Por ocasião do lançamento da coletânea musical do festival A noite do desbunde elétrico, organizada por músicos que compõem a recém batizada Cena Beto [sic], o músico Glauco César II fez o seguinte comentário sobre a composição de sua faixa presente na coletânea:

“A música ‘Perigo no lixo’ surgiu depois de uma tentativa de divulgação de shows da banda por e-mail. Percebi que todos os e-mails enviados estavam indo para a lixeira dos destinatários. Comecei a sentir que estávamos entrando na vida das pessoas através do lixo, e não da porta. Achei interessante esta situação e comecei a fazer a música que usou desta parábola real para falar de algo mais espiritual, de um mal que mora em todos os detalhes.”

Um dos grandes gargalos do jornalismo cultural passa pelo repertório repetitivo e acrítico das pautas selecionadas. Não raro, a mesma notícia passeia incólume pelos principais jornais brasileiros. Quando não é exatamente a mesma (via agências de notícia), vemos como os releases dos assessores de imprensa são picotados aqui e ali. O que deveria servir como suporte à escrita autoral, é transformado em matéria prima para a escrita anônima. Desse modo, as máquinas de produzir notícias em série estão jogando a capacidade criativa e técnica de uma geração de jornalistas no lixo, exatamente como os e-mails de Glauco.

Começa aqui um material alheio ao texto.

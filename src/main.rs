use std::sync::Arc;
use std::thread;
use std::time::{Duration, Instant};

use anyhow::{bail, Result};
use devprobe::collectors::load::{collect_system_load, CpuUsageSampler};
use devprobe::config::{load_config, Config};
use devprobe::display::Renderer;
use devprobe::{collect_device_facts, BenchmarkEngine, IioProvider, SensorStream};
use tracing_subscriber::EnvFilter;

const BENCH_POLL: Duration = Duration::from_millis(100);
const DEFAULT_LOG: &str = "warn";

fn main() -> Result<()> {
    tracing_subscriber::fmt()
        .with_env_filter(log_filter(std::env::var("RUST_LOG").ok()))
        .with_writer(std::io::stderr)
        .init();

    let config = load_config()?;
    let renderer = Renderer::from_config(&config);

    let mode = std::env::args().nth(1).unwrap_or_else(|| "info".to_string());
    match mode.as_str() {
        "info" => print_lines(renderer.render_facts(&collect_device_facts())),
        "sensors" => monitor_sensors(&config, &renderer)?,
        "bench" => run_benchmark(&config, &renderer)?,
        other => bail!("unknown mode '{}', expected one of: info, sensors, bench", other),
    }
    Ok(())
}

/// `RUST_LOG` when it parses, otherwise warnings and up
fn log_filter(rust_log: Option<String>) -> EnvFilter {
    rust_log
        .filter(|directives| !directives.trim().is_empty())
        .and_then(|directives| EnvFilter::try_new(directives).ok())
        .unwrap_or_else(|| EnvFilter::new(DEFAULT_LOG))
}

fn still_monitoring(started: Instant, duration_secs: u64) -> bool {
    started.elapsed() < Duration::from_secs(duration_secs)
}

fn print_lines(lines: Vec<String>) {
    for line in lines {
        println!("{}", line);
    }
}

fn monitor_sensors(config: &Config, renderer: &Renderer) -> Result<()> {
    let mut stream = SensorStream::new(Arc::new(IioProvider::new()), config.sensors.interval())?;
    stream.start();

    let started = Instant::now();
    while still_monitoring(started, config.sensors.duration_secs) {
        thread::sleep(Duration::from_secs(1));
        print_lines(renderer.render_sensors(&stream.snapshot()));
        println!();
    }

    stream.stop();
    Ok(())
}

fn run_benchmark(config: &Config, renderer: &Renderer) -> Result<()> {
    let mut sampler = CpuUsageSampler::new();
    sampler.sample();

    let engine = BenchmarkEngine::new(config.benchmark.clone());
    engine.run()?;

    let mut last_progress = -1.0;
    while engine.is_running() {
        let snapshot = engine.snapshot();
        if snapshot.progress != last_progress {
            last_progress = snapshot.progress;
            eprintln!("{:>3.0}%", snapshot.progress * 100.0);
        }
        thread::sleep(BENCH_POLL);
    }
    engine.wait();

    print_lines(renderer.render_benchmark(&engine.snapshot()));
    print_lines(renderer.render_load(&collect_system_load(&mut sampler)));
    Ok(())
}
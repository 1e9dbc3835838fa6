//! Benchmark scores and progress

use std::fmt;

/// One of the four sequential benchmark workloads
#[derive(Debug, Clone, Copy, PartialEq, Eq)]
pub enum Stage {
    CpuArithmetic,
    CpuLoop,
    MemoryAllocation,
    DiskWrite,
}

impl Stage {
    /// Stages in execution order
    pub const ORDER: [Stage; 4] = [
        Stage::CpuArithmetic,
        Stage::CpuLoop,
        Stage::MemoryAllocation,
        Stage::DiskWrite,
    ];

    /// Progress reported once this stage finishes
    pub fn checkpoint(&self) -> f64 {
        match self {
            Stage::CpuArithmetic => 0.25,
            Stage::CpuLoop => 0.5,
            Stage::MemoryAllocation => 0.75,
            Stage::DiskWrite => 0.9,
        }
    }
}

impl fmt::Display for Stage {
    fn fmt(&self, f: &mut fmt::Formatter<'_>) -> fmt::Result {
        match self {
            Stage::CpuArithmetic => f.write_str("CPU - Arithmetic"),
            Stage::CpuLoop => f.write_str("CPU - Loop"),
            Stage::MemoryAllocation => f.write_str("Memory - Allocation"),
            Stage::DiskWrite => f.write_str("Disk - Write"),
        }
    }
}

#[derive(Debug, Clone, Copy, PartialEq, Eq, Default)]
pub enum BenchmarkPhase {
    #[default]
    Idle,
    Running,
}

/// Per-stage scores; the total is always derived
#[derive(Debug, Clone, Copy, PartialEq, Eq, Default)]
pub struct BenchmarkResult {
    pub cpu: u64,
    pub loop_: u64,
    pub memory: u64,
    pub disk: u64,
}

impl BenchmarkResult {
    pub fn total(&self) -> u64 {
        self.cpu + self.loop_ + self.memory + self.disk
    }

    pub fn score(&self, stage: Stage) -> u64 {
        match stage {
            Stage::CpuArithmetic => self.cpu,
            Stage::CpuLoop => self.loop_,
            Stage::MemoryAllocation => self.memory,
            Stage::DiskWrite => self.disk,
        }
    }

    pub(crate) fn set_score(&mut self, stage: Stage, score: u64) {
        match stage {
            Stage::CpuArithmetic => self.cpu = score,
            Stage::CpuLoop => self.loop_ = score,
            Stage::MemoryAllocation => self.memory = score,
            Stage::DiskWrite => self.disk = score,
        }
    }
}

/// Observable benchmark state
#[derive(Debug, Clone, PartialEq, Default)]
pub struct BenchmarkSnapshot {
    pub phase: BenchmarkPhase,
    /// Fraction in `[0, 1]`; exactly `1.0` only together with `has_results`
    pub progress: f64,
    /// Stage currently executing, if any
    pub stage: Option<Stage>,
    pub result: BenchmarkResult,
    pub has_results: bool,
}

impl BenchmarkSnapshot {
    pub fn is_running(&self) -> bool {
        self.phase == BenchmarkPhase::Running
    }

    pub fn total_score(&self) -> u64 {
        self.result.total()
    }
}
//! Centralized error handling for devprobe

use std::io;

use thiserror::Error;

/// Custom error type for devprobe operations
#[derive(Debug, Error)]
pub enum ProbeError {
    /// I/O errors (sysfs reads, scratch files)
    #[error("I/O error: {0}")]
    Io(#[from] io::Error),
    /// Parsing errors (invalid data format)
    #[error("Parse error: {0}")]
    Parse(String),
    /// Configuration errors
    #[error("Config error: {0}")]
    Config(String),
    /// Hardware detection errors
    #[error("Detection error: {0}")]
    Detection(String),
    /// Sensor subscription errors
    #[error("Sensor error: {0}")]
    Sensor(String),
    /// Rejected benchmark state transitions
    #[error(transparent)]
    Benchmark(#[from] BenchmarkError),
}

/// Benchmark state transitions that are refused rather than performed.
#[derive(Debug, Clone, Copy, PartialEq, Eq, Error)]
pub enum BenchmarkError {
    #[error("a benchmark run is already in progress")]
    AlreadyRunning,
    #[error("results cannot be reset while a benchmark is running")]
    Busy,
}

/// Type alias for Results in devprobe
pub type Result<T> = std::result::Result<T, ProbeError>;
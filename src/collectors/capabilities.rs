//! One-shot collection of `DeviceFacts`

use tracing::debug;

use crate::collectors::host::{Capability, DisplayMetrics, HostProbe};
use crate::data::{CapabilityFlags, DeviceFacts, RefreshClass, ScreenInfo, NOT_AVAILABLE};
use crate::identifier;
use crate::utils::parsing::format_gib;

/// Points per inch used to approximate the physical diagonal.
pub const POINTS_PER_INCH: f64 = 72.0;

/// Refresh rate at which a display counts as ProMotion.
const PROMOTION_HZ: u32 = 120;

/// Assembles `DeviceFacts` from an injected `HostProbe`.
pub struct CapabilitySnapshot<P: HostProbe> {
    probe: P,
}

impl<P: HostProbe> CapabilitySnapshot<P> {
    pub fn new(probe: P) -> Self {
        Self { probe }
    }

    /// Query every probe once. Failed probes become placeholders, never errors.
    pub fn collect(&self) -> DeviceFacts {
        let probe = &self.probe;

        // Independent queries run in parallel
        let ((identity, sizing), (screen, capabilities)) = rayon::join(
            || {
                rayon::join(
                    || {
                        (
                            probe.machine_identifier(),
                            probe.device_name(),
                            probe.os_name(),
                            probe.os_version(),
                        )
                    },
                    || (probe.cpu_cores(), probe.physical_memory(), probe.storage()),
                )
            },
            || rayon::join(|| screen_info(probe.display()), || capability_flags(probe)),
        );

        let (identifier, device_name, os_name, os_version) = identity;
        let (cores, memory, storage) = sizing;

        let identifier = identifier.unwrap_or_else(|| "Unknown".to_string());
        let model = identifier::resolve_model(&identifier);
        let year = identifier::resolve_year(&identifier, &model);
        let cpu_name = identifier::resolve_cpu(&identifier);

        let os_name = os_name.unwrap_or_else(|| NOT_AVAILABLE.to_string());
        let os_version = match os_version {
            Some(version) => format!("{} {}", os_name, version),
            None => os_name.clone(),
        };

        let facts = DeviceFacts {
            device_name: device_name.unwrap_or_else(|| NOT_AVAILABLE.to_string()),
            model,
            year,
            os_name,
            os_version,
            cpu_name,
            cpu_cores: cores
                .map(|n| format!("{} cores", n))
                .unwrap_or_else(|| NOT_AVAILABLE.to_string()),
            physical_memory: format_gib(memory),
            total_storage: format_gib(storage.map(|s| s.total)),
            available_storage: format_gib(storage.map(|s| s.available)),
            screen,
            capabilities,
            identifier,
        };

        debug!(identifier = %facts.identifier, model = %facts.model, "Collected device facts");
        facts
    }
}

fn capability_flags<P: HostProbe>(probe: &P) -> CapabilityFlags {
    let has = |capability| probe.supports(capability).unwrap_or(false);
    let scene_reconstruction = has(Capability::SceneReconstruction);

    CapabilityFlags {
        // LiDAR is inferred from mesh scene-reconstruction support
        lidar: scene_reconstruction,
        camera: has(Capability::Camera),
        gyroscope: has(Capability::Gyroscope),
        accelerometer: has(Capability::Accelerometer),
        magnetometer: has(Capability::Magnetometer),
        barometer: has(Capability::Barometer),
        proximity: has(Capability::Proximity),
        // Not queryable; assumed present.
        ambient_light: true,
        ar_session: has(Capability::ArSession),
        face_tracking: has(Capability::FaceTracking),
        world_tracking: has(Capability::WorldTracking),
        scene_reconstruction,
    }
}

fn screen_info(metrics: Option<DisplayMetrics>) -> ScreenInfo {
    match metrics {
        Some(m) => ScreenInfo {
            diagonal: format_diagonal(m.width_points, m.height_points),
            resolution: format!("{} × {}", m.native_width, m.native_height),
            scale: format!("{}x", m.scale as u32),
            refresh_class: refresh_class(m.max_refresh_hz),
        },
        None => ScreenInfo {
            diagonal: NOT_AVAILABLE.to_string(),
            resolution: NOT_AVAILABLE.to_string(),
            scale: NOT_AVAILABLE.to_string(),
            refresh_class: RefreshClass::Standard,
        },
    }
}

/// `sqrt(w² + h²) / 72`, one decimal, inches
pub fn format_diagonal(width_points: f64, height_points: f64) -> String {
    let diagonal =
        (width_points * width_points + height_points * height_points).sqrt() / POINTS_PER_INCH;
    format!("{:.1}\"", diagonal)
}

pub fn refresh_class(max_refresh_hz: Option<u32>) -> RefreshClass {
    match max_refresh_hz {
        Some(hz) if hz >= PROMOTION_HZ => RefreshClass::ProMotion,
        _ => RefreshClass::Standard,
    }
}

#[cfg(test)]
mod tests {
    use super::*;

    #[test]
    fn test_diagonal_uses_points_per_inch() {
        // 3-4-5 triangle scaled by 72
        assert_eq!(format_diagonal(216.0, 288.0), "5.0\"");
    }

    #[test]
    fn test_refresh_class_threshold() {
        assert_eq!(refresh_class(Some(120)), RefreshClass::ProMotion);
        assert_eq!(refresh_class(Some(60)), RefreshClass::Standard);
        assert_eq!(refresh_class(None), RefreshClass::Standard);
    }

    #[test]
    fn test_missing_display_is_placeholder() {
        let screen = screen_info(None);
        assert_eq!(screen.diagonal, NOT_AVAILABLE);
        assert_eq!(screen.resolution, NOT_AVAILABLE);
    }
}
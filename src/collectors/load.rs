//! Process memory and CPU usage sampling

use std::time::{Duration, Instant};

use crate::collectors::hardware;
use crate::data::{SystemLoad, NOT_AVAILABLE};
use crate::error::{ProbeError, Result};
use crate::utils::file::read_first_line;
use crate::utils::parsing::bytes_to_gib;

/// CPU usage from the process's CPU-time delta over wall-clock time.
#[derive(Debug)]
pub struct CpuUsageSampler {
    cores: usize,
    last: Option<(Duration, Instant)>,
}

impl CpuUsageSampler {
    pub fn new() -> Self {
        Self {
            cores: hardware::cpu_cores().unwrap_or(1),
            last: None,
        }
    }

    /// Percent of total CPU capacity used since the previous call.
    ///
    /// The first call only records a baseline and returns `None`.
    pub fn sample(&mut self) -> Option<f64> {
        let cpu = process_cpu_time().ok()?;
        let now = Instant::now();
        let previous = self.last.replace((cpu, now));

        let (last_cpu, last_wall) = previous?;
        let wall = now.duration_since(last_wall).as_secs_f64();
        if wall <= 0.0 {
            return None;
        }
        let busy = cpu.saturating_sub(last_cpu).as_secs_f64();
        Some(usage_percent(busy, wall, self.cores))
    }
}

impl Default for CpuUsageSampler {
    fn default() -> Self {
        Self::new()
    }
}

fn usage_percent(busy_secs: f64, wall_secs: f64, cores: usize) -> f64 {
    let capacity = wall_secs * cores.max(1) as f64;
    (busy_secs / capacity * 100.0).clamp(0.0, 100.0)
}

/// User + system CPU time consumed by this process
fn process_cpu_time() -> Result<Duration> {
    // SAFETY: getrusage fills a zeroed POD struct.
    unsafe {
        let mut usage: libc::rusage = std::mem::zeroed();
        if libc::getrusage(libc::RUSAGE_SELF, &mut usage) != 0 {
            return Err(ProbeError::from(std::io::Error::last_os_error()));
        }
        let to_duration = |tv: libc::timeval| {
            Duration::from_secs(tv.tv_sec as u64) + Duration::from_micros(tv.tv_usec as u64)
        };
        Ok(to_duration(usage.ru_utime) + to_duration(usage.ru_stime))
    }
}

/// Resident set size of this process in bytes (`/proc/self/statm`)
pub fn resident_memory() -> Result<u64> {
    let statm = read_first_line("/proc/self/statm")?;
    let pages: u64 = statm
        .split_whitespace()
        .nth(1)
        .and_then(|v| v.parse().ok())
        .ok_or_else(|| ProbeError::Parse(format!("Bad statm: {}", statm)))?;
    Ok(pages * hardware::page_size())
}

/// Memory used by this process, memory left, and CPU usage
pub fn collect_system_load(sampler: &mut CpuUsageSampler) -> SystemLoad {
    let used = resident_memory().ok();
    let total = hardware::read_physical_memory().ok();

    let format = |bytes: u64| format!("{:.2} GB", bytes_to_gib(bytes));
    let memory_used = used.map(format).unwrap_or_else(|| NOT_AVAILABLE.to_string());
    let memory_available = match (total, used) {
        (Some(total), Some(used)) => format(total.saturating_sub(used)),
        _ => NOT_AVAILABLE.to_string(),
    };

    SystemLoad {
        cpu_usage: sampler.sample(),
        memory_used,
        memory_available,
    }
}
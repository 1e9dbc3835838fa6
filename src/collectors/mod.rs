pub mod capabilities;
pub mod hardware;
pub mod host;
pub mod load;
pub mod system;
use std::path::Path;
use std::time::Duration;

use anyhow::Result;
use clap_serde_derive::ClapSerde;

use crate::provider::openai::OpenAiSettings;

#[derive(ClapSerde, Debug)]
pub struct Config {
    /// The address the listener binds to
    #[default("0.0.0.0".to_string())]
    #[arg(short, long, env)]
    pub(crate) address: String,

    /// The port the listener binds to
    #[default(25566)]
    #[arg(short, long, env)]
    pub(crate) port: u16,

    /// Directory holding the static form served on every unmatched GET
    #[default("public".to_string())]
    #[arg(long, env)]
    pub(crate) static_dir: String,

    /// Base URL of the OpenAI compatible provider, including the version segment
    #[default("https://api.openai.com/v1".to_string())]
    #[arg(long, env)]
    pub(crate) provider_base_url: String,

    /// Model requested from the provider
    #[default("gpt-4o-mini".to_string())]
    #[arg(long, env)]
    pub(crate) provider_model: String,

    /// API key sent as bearer token, left out when empty
    #[default(String::new())]
    #[arg(long, env = "OPENAI_API_KEY", hide_env_values = true)]
    pub(crate) provider_api_key: String,

    /// Upper bound in milliseconds for a single provider call
    #[default(30_000)]
    #[arg(long, env)]
    pub(crate) provider_timeout_ms: u64,

    /// Sampling temperature
    #[default(0.7)]
    #[arg(long, env)]
    pub(crate) provider_temperature: f32,

    /// Maximum number of tokens the provider may generate
    #[default(512)]
    #[arg(long, env)]
    pub(crate) provider_max_tokens: u32,

    /// OTLP collector endpoint, telemetry export is disabled when empty
    #[default(String::new())]
    #[arg(long, env)]
    pub(crate) otlp_endpoint: String,

    /// Keep logging to the console while exporting telemetry
    #[default(false)]
    #[arg(long, env)]
    pub(crate) console_log: bool,
}

impl Config {
    pub fn from_toml(path: &str) -> Result<Self> {
        let str = std::fs::read_to_string(path)?;
        let opt: <Config as ClapSerde>::Opt = toml::from_str(&str)?;
        Ok(Config::from(opt))
    }

    /// Reads `path`; a missing file is only tolerated when it is the default one.
    pub fn load(path: &str, default_path: &str) -> Result<Self> {
        match Self::from_toml(path) {
            Ok(config) => Ok(config),
            Err(_) if path == default_path && !Path::new(path).exists() => Ok(Config::default()),
            Err(err) => Err(err.context(format!("Failed to read configuration file {}", path))),
        }
    }

    pub fn provider_timeout(&self) -> Duration {
        Duration::from_millis(self.provider_timeout_ms)
    }

    pub fn provider_settings(&self) -> OpenAiSettings {
        OpenAiSettings {
            base_url: self.provider_base_url.clone(),
            model: self.provider_model.clone(),
            api_key: self.provider_api_key.clone(),
            temperature: self.provider_temperature,
            max_tokens: self.provider_max_tokens,
        }
    }

    pub fn otlp_endpoint(&self) -> Option<&str> {
        Some(self.otlp_endpoint.as_str()).filter(|endpoint| !endpoint.is_empty())
    }
}

#[cfg(test)]
mod tests {
    use super::*;

    #[test]
    fn test_defaults() {
        let config = Config::default();
        assert_eq!(config.port, 25566);
        assert_eq!(config.provider_timeout(), Duration::from_secs(30));
        assert_eq!(config.otlp_endpoint(), None);
        assert!(config.provider_api_key.is_empty());
    }

    #[test]
    fn test_missing_default_file_falls_back_to_defaults() {
        let config = Config::load("mail_drafter_absent.toml", "mail_drafter_absent.toml").unwrap();
        assert_eq!(config.port, 25566);
    }

    #[test]
    fn test_missing_explicit_file_is_an_error() {
        let err = Config::load("mail_drafter_absent.toml", "MailDrafter.toml").unwrap_err();
        assert!(err
            .to_string()
            .contains("Failed to read configuration file mail_drafter_absent.toml"));
    }

    #[test]
    fn test_toml_overrides_defaults() {
        let path = std::env::temp_dir().join("mail_drafter_config_test.toml");
        std::fs::write(
            &path,
            "port = 8080\nprovider_timeout_ms = 1500\nprovider_model = \"llama3\"\notlp_endpoint = \"http://collector:4317\"\n",
        )
        .unwrap();

        let config = Config::from_toml(path.to_str().unwrap()).unwrap();
        std::fs::remove_file(&path).unwrap();

        assert_eq!(config.port, 8080);
        assert_eq!(config.address, "0.0.0.0");
        assert_eq!(config.provider_timeout(), Duration::from_millis(1500));
        assert_eq!(config.provider_settings().model, "llama3");
        assert_eq!(config.otlp_endpoint(), Some("http://collector:4317"));
    }
}
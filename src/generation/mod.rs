pub mod failure;
pub mod prompt;
pub mod request;
pub mod service;

pub use failure::{FailureKind, GenerationFailure};
pub use request::{GenerationRequest, GenerationResult};
pub use service::EmailGenerator;
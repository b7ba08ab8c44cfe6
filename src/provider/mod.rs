use std::time::Duration;

use async_trait::async_trait;

use crate::generation::GenerationFailure;

pub mod openai;

#[cfg(test)]
pub mod fake;

/// A text generation backend that turns a prompt into natural language.
///
/// Implementations classify their own failures; an empty string is a valid
/// return here and is rejected by the caller.
#[async_trait]
pub trait TextProvider: Send + Sync {
    /// Name used in logs
    fn name(&self) -> &str;

    async fn generate(
        &self,
        prompt: &str,
        timeout: Option<Duration>,
    ) -> Result<String, GenerationFailure>;
}
use std::sync::atomic::{AtomicUsize, Ordering};
use std::sync::Mutex;
use std::time::Duration;

use async_trait::async_trait;

use crate::generation::GenerationFailure;
use crate::provider::TextProvider;

/// Scripted provider for tests: optional delay, then a fixed outcome.
pub struct FakeProvider {
    outcome: Result<String, GenerationFailure>,
    delay: Duration,
    calls: AtomicUsize,
    last_prompt: Mutex<Option<String>>,
}

impl FakeProvider {
    pub fn replying(text: &str) -> Self {
        Self::with_outcome(Ok(text.to_string()))
    }

    pub fn failing(failure: GenerationFailure) -> Self {
        Self::with_outcome(Err(failure))
    }

    fn with_outcome(outcome: Result<String, GenerationFailure>) -> Self {
        FakeProvider {
            outcome,
            delay: Duration::ZERO,
            calls: AtomicUsize::new(0),
            last_prompt: Mutex::new(None),
        }
    }

    pub fn delayed(mut self, delay: Duration) -> Self {
        self.delay = delay;
        self
    }

    pub fn calls(&self) -> usize {
        self.calls.load(Ordering::SeqCst)
    }

    pub fn last_prompt(&self) -> Option<String> {
        self.last_prompt.lock().unwrap().clone()
    }
}

#[async_trait]
impl TextProvider for FakeProvider {
    fn name(&self) -> &str {
        "fake"
    }

    async fn generate(
        &self,
        prompt: &str,
        _timeout: Option<Duration>,
    ) -> Result<String, GenerationFailure> {
        self.calls.fetch_add(1, Ordering::SeqCst);
        *self.last_prompt.lock().unwrap() = Some(prompt.to_string());
        if !self.delay.is_zero() {
            tokio::time::sleep(self.delay).await;
        }
        self.outcome.clone()
    }
}
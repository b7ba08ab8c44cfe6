use std::sync::Arc;
use std::time::{Duration, Instant};

use tracing::{info, warn};

use crate::generation::prompt::build_prompt;
use crate::generation::{GenerationFailure, GenerationRequest, GenerationResult};
use crate::provider::TextProvider;

/// Turns one request into one email through exactly one provider call.
///
/// Holds no mutable state, a single instance is shared by every request.
pub struct EmailGenerator {
    provider: Arc<dyn TextProvider>,
    timeout: Duration,
}

impl EmailGenerator {
    pub fn new(provider: Arc<dyn TextProvider>, timeout: Duration) -> Self {
        EmailGenerator { provider, timeout }
    }

    pub fn timeout(&self) -> Duration {
        self.timeout
    }

    #[tracing::instrument(level = "info", skip_all, fields(provider = self.provider.name()))]
    pub async fn generate(
        &self,
        request: &GenerationRequest,
    ) -> Result<GenerationResult, GenerationFailure> {
        request.validate()?;
        let prompt = build_prompt(request);

        let start = Instant::now();
        let outcome =
            tokio::time::timeout(self.timeout, self.provider.generate(&prompt, Some(self.timeout)))
                .await;
        let elapsed = start.elapsed();

        let text = match outcome {
            Ok(Ok(text)) => text,
            Ok(Err(failure)) => {
                warn!(kind = %failure.kind, "Provider call failed after {} ms", round_millis(elapsed));
                return Err(failure);
            }
            Err(_) => {
                warn!("Provider call exceeded {} ms", self.timeout.as_millis());
                return Err(GenerationFailure::timeout(self.timeout));
            }
        };

        if text.trim().is_empty() {
            warn!("Provider returned no text");
            return Err(GenerationFailure::provider("provider returned empty text"));
        }

        let ai_response_time_ms = round_millis(elapsed);
        info!(ai_response_time_ms, "Email generated");
        Ok(GenerationResult {
            email: text,
            ai_response_time_ms,
        })
    }
}

fn round_millis(elapsed: Duration) -> u64 {
    (elapsed.as_secs_f64() * 1000.0).round() as u64
}
use axum::http::StatusCode;
use axum::response::{IntoResponse, Response};
use axum::Json;
use serde::Serialize;
use tracing::error;

pub const INTERNAL_ERROR_MESSAGE: &str = "Internal server error";

// Taken from https://github.com/tokio-rs/axum/blob/main/examples/anyhow-error-response/src/main.rs
#[derive(Debug)]
pub struct ApiError {
    pub status: StatusCode,
    pub message: HttpErrorResponse,
}

#[derive(Debug, Serialize)]
pub struct HttpErrorResponse {
    error: String,
}

impl From<String> for HttpErrorResponse {
    fn from(message: String) -> Self {
        HttpErrorResponse { error: message }
    }
}

impl From<&str> for HttpErrorResponse {
    fn from(message: &str) -> Self {
        HttpErrorResponse {
            error: message.to_string(),
        }
    }
}

impl IntoResponse for ApiError {
    fn into_response(self) -> Response {
        let mut res = Json(self.message).into_response();
        *res.status_mut() = self.status;
        res
    }
}

/// Anything that is not raised through `bail_api!` is a server fault.
/// The cause is logged and the caller only sees a generic message.
impl<E> From<E> for ApiError
where
    E: Into<anyhow::Error>,
{
    fn from(err: E) -> Self {
        let err = err.into();
        error!("Request failed: {:#}", err);
        ApiError {
            status: StatusCode::INTERNAL_SERVER_ERROR,
            message: HttpErrorResponse::from(INTERNAL_ERROR_MESSAGE),
        }
    }
}

pub type ApiResult<T, E = ApiError> = Result<T, E>;

#[macro_export]
macro_rules! bail_api {
    ($error_message:expr) => {
        return Err($crate::error::ApiError { status: axum::http::StatusCode::INTERNAL_SERVER_ERROR, message: $crate::error::HttpErrorResponse::from($error_message) })
    };
    ($status_code:expr, $error_message:expr) => {
        return Err($crate::error::ApiError { status: $status_code, message: $crate::error::HttpErrorResponse::from($error_message) })
    };
    ($status:expr, $fmt:expr $(, $arg:expr)*) => {
        return Err($crate::error::ApiError {
            status: $status,
            message: $crate::error::HttpErrorResponse::from(format!($fmt $(, $arg)*)),
        })
    };
}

Com a proliferação de sites e blogs de música, é quase certo que em algum lugar o trabalho mais pop, ou o mais experimental, receberá algum tipo de atenção. A proliferação de nichos críticos para música não é de todo mal, já que cada veículo (e as pessoas que escrevem nele) tem suas preferências musicais; com a diversidade de escritas, teremos também um número maior de bandas sendo analisadas. O problema é quando vemos repetir nos sites de música os mesmos procedimentos que pautam a maioria da imprensa. Às vezes, vale mais se agarrar àqueles dois ou três sites, duas ou três páginas impressas, e torcer para que a paixão pela música continue replicada no prazer de compartilhá-la em forma de escrita.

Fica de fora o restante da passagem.